WHAT YOU ARE ASKED TO DO
In the listing below, a line holding "priority was re-pushed" and a line holding "let e = entry.edge;" mark the range. Retype both exactly, with all lines between them.
* * *
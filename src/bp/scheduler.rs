//! Message-update scheduling for loopy belief propagation: priority,
//! FIFO and random-spanning-tree strategies with shared damping and
//! convergence detection.

use std::cmp::Ordering;
use std::collections::{BinaryHeap, VecDeque};

use fnv::FnvHashMap;
use rand::rngs::StdRng;
use rand::{Rng, SeedableRng};

use crate::bp::builder::InferenceGraph;
use crate::error::InferenceError;
use crate::params::SchedulingType;

/// Live message state on the directed edges of an inference graph.
pub struct PropagationState<'a> {
    pub graph: &'a InferenceGraph,
    messages: Vec<[f64; 2]>,
    p_norm: f64,
}

impl<'a> PropagationState<'a> {
    pub fn new(graph: &'a InferenceGraph, p_norm: f64) -> Self {
        Self {
            graph,
            messages: vec![[0.5, 0.5]; graph.num_edges()],
            p_norm,
        }
    }

    pub fn message(&self, edge: usize) -> [f64; 2] {
        self.messages[edge]
    }

    /// Compute the candidate message on a directed edge from the current
    /// messages, normalized. Does not store it.
    pub fn compute(&self, e: usize) -> Result<[f64; 2], InferenceError> {
        let edge = self.graph.edge(e);
        let raw = if self.graph.is_factor_node(edge.from) {
            let factor = self.graph.factor(edge.from);
            let factor_edges = self.graph.factor_edges(edge.from);
            let target = factor_edges
                .iter()
                .position(|&fe| fe == e)
                .ok_or_else(|| {
                    InferenceError::GraphShape(format!(
                        "edge {} is not incident to its factor node {}",
                        e, edge.from
                    ))
                })?;
            let incoming: Vec<[f64; 2]> = factor_edges
                .iter()
                .map(|&fe| self.messages[self.graph.reverse(fe)])
                .collect();
            factor.message_to(target, &incoming, self.p_norm)
        } else {
            let mut prod = [1.0f64, 1.0];
            for &oe in self.graph.out_edges(edge.from) {
                if self.graph.edge(oe).to == edge.to {
                    continue;
                }
                let m = self.messages[self.graph.reverse(oe)];
                prod[0] *= m[0];
                prod[1] *= m[1];
            }
            prod
        };
        normalized(raw)
    }

    /// Store `candidate` on the edge, damped against the previous message:
    /// sent = (1 - lambda) * candidate + lambda * old. Returns the L-inf
    /// change of the sent message.
    pub fn send(&mut self, e: usize, candidate: [f64; 2], lambda: f64) -> f64 {
        let old = self.messages[e];
        let mut sent = [
            (1.0 - lambda) * candidate[0] + lambda * old[0],
            (1.0 - lambda) * candidate[1] + lambda * old[1],
        ];
        let norm = (sent[0] + sent[1]).max(f64::MIN_POSITIVE);
        sent[0] /= norm;
        sent[1] /= norm;
        self.messages[e] = sent;
        linf(sent, old)
    }

    /// Product of the incoming factor messages at the variable's node,
    /// before normalization.
    pub fn belief_product(&self, var_node: usize) -> [f64; 2] {
        let mut prod = [1.0f64, 1.0];
        for &oe in self.graph.out_edges(var_node) {
            let m = self.messages[self.graph.reverse(oe)];
            prod[0] *= m[0];
            prod[1] *= m[1];
        }
        prod
    }
}

fn normalized(m: [f64; 2]) -> Result<[f64; 2], InferenceError> {
    let sum = m[0] + m[1];
    if !sum.is_finite() || sum <= 0.0 {
        return Err(InferenceError::Numeric(format!(
            "message underflowed to ({}, {})",
            m[0], m[1]
        )));
    }
    Ok([m[0] / sum, m[1] / sum])
}

fn linf(a: [f64; 2], b: [f64; 2]) -> f64 {
    (a[0] - b[0]).abs().max((a[1] - b[1]).abs())
}

/// Outcome of a scheduling run. Hitting the iteration cap is reported, not
/// raised: posteriors from the last iteration remain usable.
#[derive(Debug, Clone, Copy)]
pub struct ScheduleStats {
    pub iterations: u64,
    pub converged: bool,
    pub final_max_delta: f64,
}

/// Picks the order in which messages are relaxed. One update counts as one
/// iteration for `priority` and `fifo`; one full tree sweep counts as one
/// iteration for `random_spanning_tree`.
pub struct Scheduler {
    pub scheduling_type: SchedulingType,
    pub lambda: f64,
    pub convergence_threshold: f64,
    pub max_iterations: u64,
    /// Seed for the random-spanning-tree strategy. Fixed per connected
    /// component so repeated runs are reproducible.
    pub seed: u64,
}

impl Scheduler {
    /// Seed every directed edge with a uniform message.
    pub fn add_ab_initio_edges(&self, state: &mut PropagationState) {
        for m in &mut state.messages {
            *m = [0.5, 0.5];
        }
    }

    pub fn run(&self, state: &mut PropagationState) -> Result<ScheduleStats, InferenceError> {
        match self.scheduling_type {
            SchedulingType::Priority => self.run_priority(state),
            SchedulingType::Fifo => self.run_fifo(state),
            SchedulingType::RandomSpanningTree => self.run_spanning_tree(state),
        }
    }

    fn run_priority(&self, state: &mut PropagationState) -> Result<ScheduleStats, InferenceError> {
        let ne = state.graph.num_edges();
        let mut candidates = Vec::with_capacity(ne);
        let mut priorities = Vec::with_capacity(ne);
        let mut heap = BinaryHeap::with_capacity(ne);
        for e in 0..ne {
            let cand = state.compute(e)?;
            let pri = linf(cand, state.message(e));
            candidates.push(cand);
            priorities.push(pri);
            heap.push(HeapEntry { priority: pri, edge: e });
        }

        let mut iterations = 0u64;
        let mut last_priority = 0.0;
        let converged = loop {
            let entry = match heap.pop() {
                Some(entry) => entry,
                None => break true,
            };
            // stale entries are skipped; the live priority was re-pushed
            if entry.priority != priorities[entry.edge] {
                continue;
            }
            last_priority = entry.priority;
            if entry.priority < self.convergence_threshold {
                break true;
            }
            if iterations >= self.max_iterations {
                break false;
            }
            iterations += 1;

            let e = entry.edge;
            state.send(e, candidates[e], self.lambda);
            priorities[e] = linf(candidates[e], state.message(e));
            heap.push(HeapEntry { priority: priorities[e], edge: e });

            // the recipient's outgoing candidates all depend on the new message
            let recipient = state.graph.edge(e).to;
            for &oe in state.graph.out_edges(recipient) {
                candidates[oe] = state.compute(oe)?;
                priorities[oe] = linf(candidates[oe], state.message(oe));
                heap.push(HeapEntry { priority: priorities[oe], edge: oe });
            }
        };

        Ok(ScheduleStats {
            iterations,
            converged,
            final_max_delta: last_priority,
        })
    }

    fn run_fifo(&self, state: &mut PropagationState) -> Result<ScheduleStats, InferenceError> {
        let ne = state.graph.num_edges();
        let mut queue: VecDeque<usize> = (0..ne).collect();
        let mut in_queue = vec![true; ne];
        let mut iterations = 0u64;
        let mut last_delta = 0.0;

        while let Some(e) = queue.pop_front() {
            in_queue[e] = false;
            if iterations >= self.max_iterations {
                return Ok(ScheduleStats {
                    iterations,
                    converged: false,
                    final_max_delta: last_delta,
                });
            }
            iterations += 1;

            let cand = state.compute(e)?;
            last_delta = state.send(e, cand, self.lambda);
            if last_delta > self.convergence_threshold {
                let recipient = state.graph.edge(e).to;
                for &oe in state.graph.out_edges(recipient) {
                    if !in_queue[oe] {
                        in_queue[oe] = true;
                        queue.push_back(oe);
                    }
                }
            }
        }

        Ok(ScheduleStats {
            iterations,
            converged: true,
            final_max_delta: last_delta,
        })
    }

    fn run_spanning_tree(
        &self,
        state: &mut PropagationState,
    ) -> Result<ScheduleStats, InferenceError> {
        let graph = state.graph;
        if graph.num_nodes() == 0 {
            return Ok(ScheduleStats {
                iterations: 0,
                converged: true,
                final_max_delta: 0.0,
            });
        }
        let mut rng = StdRng::seed_from_u64(self.seed);
        let edge_of: FnvHashMap<(usize, usize), usize> = (0..graph.num_edges())
            .map(|e| {
                let edge = graph.edge(e);
                ((edge.from, edge.to), e)
            })
            .collect();

        let mut iterations = 0u64;
        let mut max_delta = f64::INFINITY;
        while iterations < self.max_iterations {
            iterations += 1;
            let parent = sample_spanning_tree(graph, &mut rng);
            let order = bfs_order(&parent, graph.num_nodes());

            max_delta = 0.0f64;
            // convergecast: children before parents
            for &node in order.iter().rev() {
                if let Some(p) = parent[node] {
                    let e = edge_of[&(node, p)];
                    let cand = state.compute(e)?;
                    max_delta = max_delta.max(state.send(e, cand, self.lambda));
                }
            }
            // distribute: parents before children
            for &node in &order {
                if let Some(p) = parent[node] {
                    let e = edge_of[&(p, node)];
                    let cand = state.compute(e)?;
                    max_delta = max_delta.max(state.send(e, cand, self.lambda));
                }
            }
            if max_delta < self.convergence_threshold {
                return Ok(ScheduleStats {
                    iterations,
                    converged: true,
                    final_max_delta: max_delta,
                });
            }
        }

        Ok(ScheduleStats {
            iterations,
            converged: false,
            final_max_delta: max_delta,
        })
    }
}

/// Wilson's algorithm: a uniformly random spanning tree via loop-erased
/// random walks. The graph is connected (one inference graph per connected
/// component).
fn sample_spanning_tree(graph: &InferenceGraph, rng: &mut StdRng) -> Vec<Option<usize>> {
    let n = graph.num_nodes();
    let neighbors: Vec<Vec<usize>> = (0..n)
        .map(|node| {
            graph
                .out_edges(node)
                .iter()
                .map(|&e| graph.edge(e).to)
                .collect()
        })
        .collect();

    let mut in_tree = vec![false; n];
    let mut next = vec![usize::MAX; n];
    in_tree[0] = true;

    for start in 1..n {
        if in_tree[start] {
            continue;
        }
        let mut u = start;
        while !in_tree[u] {
            next[u] = neighbors[u][rng.gen_range(0..neighbors[u].len())];
            u = next[u];
        }
        let mut u = start;
        while !in_tree[u] {
            in_tree[u] = true;
            u = next[u];
        }
    }

    (0..n)
        .map(|node| if node == 0 { None } else { Some(next[node]) })
        .collect()
}

fn bfs_order(parent: &[Option<usize>], n: usize) -> Vec<usize> {
    let mut children = vec![Vec::new(); n];
    for (node, p) in parent.iter().enumerate() {
        if let Some(p) = p {
            children[*p].push(node);
        }
    }
    let mut order = Vec::with_capacity(n);
    let mut queue = VecDeque::from([0usize]);
    while let Some(node) = queue.pop_front() {
        order.push(node);
        queue.extend(&children[node]);
    }
    order
}

/// Max-heap entry: higher priority first, lower edge id on ties so runs are
/// deterministic.
struct HeapEntry {
    priority: f64,
    edge: usize,
}

impl PartialEq for HeapEntry {
    fn eq(&self, other: &Self) -> bool {
        self.cmp(other) == Ordering::Equal
    }
}

impl Eq for HeapEntry {}

impl PartialOrd for HeapEntry {
    fn partial_cmp(&self, other: &Self) -> Option<Ordering> {
        Some(self.cmp(other))
    }
}

impl Ord for HeapEntry {
    fn cmp(&self, other: &Self) -> Ordering {
        self.priority
            .total_cmp(&other.priority)
            .then_with(|| other.edge.cmp(&self.edge))
    }
}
* * *
TASK OUTPUT
            // stale entries are skipped; the live priority was re-pushed
            if entry.priority != priorities[entry.edge] {
                continue;
            }
            last_priority = entry.priority;
            if entry.priority < self.convergence_threshold {
                break true;
            }
            if iterations >= self.max_iterations {
                break false;
            }
            iterations += 1;

            let e = entry.edge;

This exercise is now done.